Elías, último profeta que ha quedado vivo en tiempos del rey Ajab, huye al desierto ante la inminente persecución de la reina Jezabel, a causa de haber pasado a cuchillo a los cuatrocientos profetas de Baal, episodio que nos narra el libro de los Reyes (1R, 19)
En su persecución huye al desierto, y, en su desesperación se desea la muerte. Pero el Ángel de Yahvé, le toca y le dice: “¡Levántate y come! Se levantó y vio, a su cabecera, una torta de pan y un jarro de agua. Con el Pan de Vida, - la Eucaristía -, y el Agua del Espíritu-, podemos continuar el camino.
El Ángel de Yahvé le tocó por segunda vez y le dijo:”Levántate y come pues el camino ante ti es largo” Bebió y comió, y con la fuerza del alimento anduvo cuarenta días y cuarenta noches, hasta llegar al monte Horeb, donde se refugia en la cueva para pasar la noche.

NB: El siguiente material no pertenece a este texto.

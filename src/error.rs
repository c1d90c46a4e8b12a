//! 错误类型定义

use std::path::PathBuf;

use thiserror::Error;

/// 库错误类型
#[derive(Error, Debug)]
pub enum Error {
    /// 日志文件不存在（start / restart 时）
    #[error("日志文件不存在: {}", .0.display())]
    FileNotFound(PathBuf),

    /// 文件监听注册失败
    #[error("监控日志文件失败: {0}")]
    WatcherSetup(#[from] notify::Error),

    /// IO 错误
    #[error("IO 错误: {0}")]
    Io(#[from] std::io::Error),

    /// 配置错误
    #[error("配置错误: {0}")]
    Config(String),

    /// 其他错误
    #[error("{0}")]
    Other(#[from] anyhow::Error),
}

/// Result 类型别名
pub type Result<T> = std::result::Result<T, Error>;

El Ángel de Yahvé es la misma Palabra de Dios que le consuela. Los israelitas no podían pronunciar su Nombre, y así le hacen presente en estos y otros acontecimientos, con la denominación del Ángel de Yahvé.
Estos acontecimientos nos recuerdan los cuarenta días de camino por el desierto del pueblo de Israel en su salida de la esclavitud de Egipto, enlazando de forma maravillosa a los dos profetas Moisés y Elías, que luego, más tarde, en la Transfiguración del Señor, se harán presentes, el primero en representación de la Ley, y el segundo como representante de los Profetas.
Y allí, en la cueva, le visita la Palabra de Yahvé diciendo:” ¿Qué haces aquí, Elías?” “Sal y permanece en pie en el monte ante Yahvé”
En la postura de “estar de pie”, que es la postura del hombre resucitado, se hace presente el paso de Yahvé-Dios. Se produce un enorme huracán, donde no se encuentra Dios; después del huracán sobreviene un terremoto, pero allí tampoco está Dios; pasa el fuego…y allí no se encuentra Dios. Y después del fuego, un susurro suave cual brisa…allí sí estaba Yahvé.
Igual en nuestra vida: allí aparecen terremotos, enfermedades, acontecimientos que nos sobrepasan, que, incluso, Dios permite; pero en ellos en el terremoto, en el huracán, en el fuego, no se encuentra Dios. Dios está en la calma de la brisa suave, donde no está el ruido del mundo…donde podemos escuchar su Palabra-Jesucristo-, donde podemos sentarnos a sus pies, como María, la hermana de Marta.
Nuevamente le llega a Elías una Voz, que le pregunta:” ¿Qué haces aquí, Elías? Le llama por su nombre, como hace el Buen Pastor Jesucristo, que a sus ovejas las conoce y llama por su nombre; y Elías, como oveja que conoce a su Pastor Yahvé, se pone en camino por orden de Dios, en dirección a Damasco,- lugar en donde se producirá siglos más tarde la conversión de Pablo de Tarso -, y nombra allí, como sucesor suyo, al profeta Eliseo que estaba arando frente a doce yuntas de bueyes. “Elías pasó a su lado y le echó por encima su manto “(1 R, 19,19). Imagen preciosa de las doce tribus de Israel, imagen maravillosa de los doce Apóstoles de Jesús. Y el acontecimiento de “echar el manto”, nos recuerda que el “manto”, en la espiritualidad bíblica, representa el “espíritu”, la propia personalidad de quien se lo pone. Es decir, Elías, traspasa, por así decir, su propio espíritu al profeta Eliseo, como le había ordenado Yahvé.
No en vano, más tarde, cuando Elías es arrebatadoal cielo en un carro de fuego, (2R, 1-19), Eliseo se agarra al manto de Elías pidiendo que pasen a él dos tercios de su espíritu, desgarrando en dos el manto de Elías.
Episodio que nos recuerda que, en la muerte de Jesús, el velo del Templo se rasgó en dos, de arriba abajo, de Dios a los hombres. Toda, toda la Escritura está repleta de símbolos que nos llevan como las olas, como el viento suave de Elías, de un lugar a otro, de Cristo a los hombres.